# What is needed
Your answer should be one number: how many lines below hold the word "amount".

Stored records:

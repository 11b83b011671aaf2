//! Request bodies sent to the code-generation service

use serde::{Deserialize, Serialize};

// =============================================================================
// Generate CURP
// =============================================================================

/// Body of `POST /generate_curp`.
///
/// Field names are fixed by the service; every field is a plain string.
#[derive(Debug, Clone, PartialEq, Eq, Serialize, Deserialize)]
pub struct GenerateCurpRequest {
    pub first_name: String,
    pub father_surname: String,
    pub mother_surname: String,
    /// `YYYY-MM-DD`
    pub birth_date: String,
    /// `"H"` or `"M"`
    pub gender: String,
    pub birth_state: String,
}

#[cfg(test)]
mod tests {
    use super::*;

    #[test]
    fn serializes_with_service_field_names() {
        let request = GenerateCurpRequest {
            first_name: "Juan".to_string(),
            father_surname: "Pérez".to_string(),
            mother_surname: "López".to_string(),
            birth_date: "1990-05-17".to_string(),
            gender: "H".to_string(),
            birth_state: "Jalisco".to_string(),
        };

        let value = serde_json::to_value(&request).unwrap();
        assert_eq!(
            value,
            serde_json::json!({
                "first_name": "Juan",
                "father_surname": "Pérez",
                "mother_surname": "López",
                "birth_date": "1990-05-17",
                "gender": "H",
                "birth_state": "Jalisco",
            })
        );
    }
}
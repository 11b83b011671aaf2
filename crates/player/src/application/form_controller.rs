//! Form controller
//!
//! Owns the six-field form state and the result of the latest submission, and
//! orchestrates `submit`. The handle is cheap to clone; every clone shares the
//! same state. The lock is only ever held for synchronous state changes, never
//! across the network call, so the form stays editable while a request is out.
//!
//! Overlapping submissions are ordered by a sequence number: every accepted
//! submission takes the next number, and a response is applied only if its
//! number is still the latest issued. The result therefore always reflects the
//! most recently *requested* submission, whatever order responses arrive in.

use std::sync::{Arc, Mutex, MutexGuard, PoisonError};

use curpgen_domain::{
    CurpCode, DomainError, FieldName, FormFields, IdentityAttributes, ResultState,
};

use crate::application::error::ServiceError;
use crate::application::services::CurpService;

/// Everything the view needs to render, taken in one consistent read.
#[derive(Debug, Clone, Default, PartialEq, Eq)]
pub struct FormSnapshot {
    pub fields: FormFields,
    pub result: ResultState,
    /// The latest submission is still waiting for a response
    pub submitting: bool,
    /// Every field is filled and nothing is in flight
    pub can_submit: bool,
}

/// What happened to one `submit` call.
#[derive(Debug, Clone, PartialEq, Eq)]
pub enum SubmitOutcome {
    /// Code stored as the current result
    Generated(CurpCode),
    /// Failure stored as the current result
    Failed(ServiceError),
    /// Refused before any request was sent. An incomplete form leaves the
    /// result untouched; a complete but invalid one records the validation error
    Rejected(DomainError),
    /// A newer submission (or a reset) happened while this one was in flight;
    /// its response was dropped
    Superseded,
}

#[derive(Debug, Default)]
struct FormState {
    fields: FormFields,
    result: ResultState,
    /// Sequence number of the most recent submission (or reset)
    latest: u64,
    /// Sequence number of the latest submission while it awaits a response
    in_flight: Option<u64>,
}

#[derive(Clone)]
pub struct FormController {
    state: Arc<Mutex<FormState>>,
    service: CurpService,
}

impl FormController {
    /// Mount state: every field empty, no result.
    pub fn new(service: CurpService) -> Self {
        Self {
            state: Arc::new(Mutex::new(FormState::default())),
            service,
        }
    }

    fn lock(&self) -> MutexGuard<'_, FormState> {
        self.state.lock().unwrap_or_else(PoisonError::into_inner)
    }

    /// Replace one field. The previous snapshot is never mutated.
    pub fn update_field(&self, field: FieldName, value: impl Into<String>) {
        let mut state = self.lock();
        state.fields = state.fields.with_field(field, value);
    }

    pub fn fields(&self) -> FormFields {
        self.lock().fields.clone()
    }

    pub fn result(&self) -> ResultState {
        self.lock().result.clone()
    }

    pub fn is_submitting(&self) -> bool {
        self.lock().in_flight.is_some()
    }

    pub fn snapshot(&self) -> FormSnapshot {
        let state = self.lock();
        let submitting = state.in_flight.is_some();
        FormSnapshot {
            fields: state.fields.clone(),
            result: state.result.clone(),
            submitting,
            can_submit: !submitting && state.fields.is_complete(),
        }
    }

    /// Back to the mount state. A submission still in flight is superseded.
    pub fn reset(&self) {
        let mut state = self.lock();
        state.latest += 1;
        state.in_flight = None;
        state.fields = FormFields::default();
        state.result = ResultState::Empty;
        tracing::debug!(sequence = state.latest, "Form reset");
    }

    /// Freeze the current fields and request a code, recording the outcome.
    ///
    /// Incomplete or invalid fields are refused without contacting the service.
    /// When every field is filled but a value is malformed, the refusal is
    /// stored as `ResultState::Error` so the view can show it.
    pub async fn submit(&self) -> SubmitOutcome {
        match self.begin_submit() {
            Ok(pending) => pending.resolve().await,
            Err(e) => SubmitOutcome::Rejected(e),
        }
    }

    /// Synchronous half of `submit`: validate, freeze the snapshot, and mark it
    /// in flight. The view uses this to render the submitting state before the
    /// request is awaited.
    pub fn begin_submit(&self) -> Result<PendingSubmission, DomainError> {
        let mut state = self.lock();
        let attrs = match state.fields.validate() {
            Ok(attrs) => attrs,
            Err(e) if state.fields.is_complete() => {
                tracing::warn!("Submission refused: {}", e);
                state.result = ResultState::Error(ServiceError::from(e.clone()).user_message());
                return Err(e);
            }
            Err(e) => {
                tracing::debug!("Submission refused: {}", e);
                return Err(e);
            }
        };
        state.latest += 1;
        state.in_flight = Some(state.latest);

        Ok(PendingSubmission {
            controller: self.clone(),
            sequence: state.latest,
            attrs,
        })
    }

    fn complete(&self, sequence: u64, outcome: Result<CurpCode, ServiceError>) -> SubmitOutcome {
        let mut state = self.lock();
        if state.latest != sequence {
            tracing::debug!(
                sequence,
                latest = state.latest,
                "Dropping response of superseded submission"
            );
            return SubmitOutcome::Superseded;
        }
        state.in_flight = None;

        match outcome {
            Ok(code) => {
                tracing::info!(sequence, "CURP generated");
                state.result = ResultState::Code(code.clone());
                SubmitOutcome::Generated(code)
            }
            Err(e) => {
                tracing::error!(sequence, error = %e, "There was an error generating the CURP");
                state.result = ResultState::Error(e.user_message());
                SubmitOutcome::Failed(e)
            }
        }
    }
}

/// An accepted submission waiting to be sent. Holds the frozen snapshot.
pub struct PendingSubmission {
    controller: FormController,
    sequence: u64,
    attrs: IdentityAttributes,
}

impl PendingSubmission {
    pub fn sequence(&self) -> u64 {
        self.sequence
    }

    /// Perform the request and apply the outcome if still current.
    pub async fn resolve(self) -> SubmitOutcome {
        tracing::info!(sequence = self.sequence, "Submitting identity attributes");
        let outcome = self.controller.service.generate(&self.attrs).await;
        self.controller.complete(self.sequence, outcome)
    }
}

==

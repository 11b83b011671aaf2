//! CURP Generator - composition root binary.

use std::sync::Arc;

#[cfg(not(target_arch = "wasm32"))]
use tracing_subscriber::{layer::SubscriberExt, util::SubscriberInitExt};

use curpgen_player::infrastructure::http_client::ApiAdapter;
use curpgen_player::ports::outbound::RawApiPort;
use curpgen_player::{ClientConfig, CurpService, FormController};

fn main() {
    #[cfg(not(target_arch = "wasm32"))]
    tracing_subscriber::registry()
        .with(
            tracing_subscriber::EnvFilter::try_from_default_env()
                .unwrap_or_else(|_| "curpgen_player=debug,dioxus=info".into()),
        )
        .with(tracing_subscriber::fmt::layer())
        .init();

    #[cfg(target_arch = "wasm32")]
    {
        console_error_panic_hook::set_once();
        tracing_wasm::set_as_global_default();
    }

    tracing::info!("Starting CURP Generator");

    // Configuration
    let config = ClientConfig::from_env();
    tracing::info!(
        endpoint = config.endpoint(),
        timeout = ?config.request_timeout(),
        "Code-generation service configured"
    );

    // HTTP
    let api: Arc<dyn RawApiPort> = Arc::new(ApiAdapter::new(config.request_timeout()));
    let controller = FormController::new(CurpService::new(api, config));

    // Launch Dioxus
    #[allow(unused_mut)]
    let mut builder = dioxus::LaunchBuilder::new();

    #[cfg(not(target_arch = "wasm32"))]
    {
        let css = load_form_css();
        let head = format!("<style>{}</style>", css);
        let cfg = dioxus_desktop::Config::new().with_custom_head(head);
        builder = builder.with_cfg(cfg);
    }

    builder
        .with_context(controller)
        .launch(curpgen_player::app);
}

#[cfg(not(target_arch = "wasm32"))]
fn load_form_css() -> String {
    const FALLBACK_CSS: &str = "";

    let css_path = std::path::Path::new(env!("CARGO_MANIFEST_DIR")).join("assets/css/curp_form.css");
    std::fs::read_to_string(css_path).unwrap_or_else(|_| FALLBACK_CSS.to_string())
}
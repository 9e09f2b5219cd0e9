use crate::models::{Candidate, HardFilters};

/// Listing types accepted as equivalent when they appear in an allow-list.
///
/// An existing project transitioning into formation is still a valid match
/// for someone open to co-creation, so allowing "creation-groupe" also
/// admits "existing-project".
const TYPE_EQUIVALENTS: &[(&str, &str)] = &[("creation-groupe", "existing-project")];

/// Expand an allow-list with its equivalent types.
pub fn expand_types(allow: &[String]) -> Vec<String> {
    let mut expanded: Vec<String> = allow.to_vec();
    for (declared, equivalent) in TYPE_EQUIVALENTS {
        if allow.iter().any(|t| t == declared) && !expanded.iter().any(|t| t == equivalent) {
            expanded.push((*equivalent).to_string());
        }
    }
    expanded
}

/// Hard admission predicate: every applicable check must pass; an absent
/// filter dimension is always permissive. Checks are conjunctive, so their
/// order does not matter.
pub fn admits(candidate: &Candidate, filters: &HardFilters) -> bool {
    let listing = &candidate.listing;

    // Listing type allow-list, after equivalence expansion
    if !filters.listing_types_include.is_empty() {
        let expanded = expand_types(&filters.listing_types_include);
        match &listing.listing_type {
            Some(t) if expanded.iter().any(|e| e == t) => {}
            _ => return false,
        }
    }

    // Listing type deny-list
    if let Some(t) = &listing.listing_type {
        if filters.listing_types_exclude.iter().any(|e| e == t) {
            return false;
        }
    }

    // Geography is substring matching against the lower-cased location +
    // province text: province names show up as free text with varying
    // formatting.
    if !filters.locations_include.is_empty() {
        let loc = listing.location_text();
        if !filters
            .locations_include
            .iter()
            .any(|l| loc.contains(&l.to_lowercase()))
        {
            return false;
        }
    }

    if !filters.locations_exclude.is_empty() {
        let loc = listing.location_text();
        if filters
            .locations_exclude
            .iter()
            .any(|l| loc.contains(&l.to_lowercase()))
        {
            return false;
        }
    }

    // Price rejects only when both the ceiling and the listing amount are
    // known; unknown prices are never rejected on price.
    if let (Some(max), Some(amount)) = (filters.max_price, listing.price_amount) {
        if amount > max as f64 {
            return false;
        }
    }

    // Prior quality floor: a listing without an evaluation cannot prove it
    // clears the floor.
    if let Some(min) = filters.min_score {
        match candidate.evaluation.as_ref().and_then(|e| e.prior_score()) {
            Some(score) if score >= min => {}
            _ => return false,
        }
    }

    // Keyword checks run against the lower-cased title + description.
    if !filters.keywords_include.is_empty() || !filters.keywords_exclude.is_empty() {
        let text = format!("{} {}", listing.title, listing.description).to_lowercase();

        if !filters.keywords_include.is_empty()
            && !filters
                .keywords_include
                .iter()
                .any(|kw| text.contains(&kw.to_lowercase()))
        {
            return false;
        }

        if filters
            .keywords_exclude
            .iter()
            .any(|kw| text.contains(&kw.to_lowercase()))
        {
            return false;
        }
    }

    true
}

# Answer area
3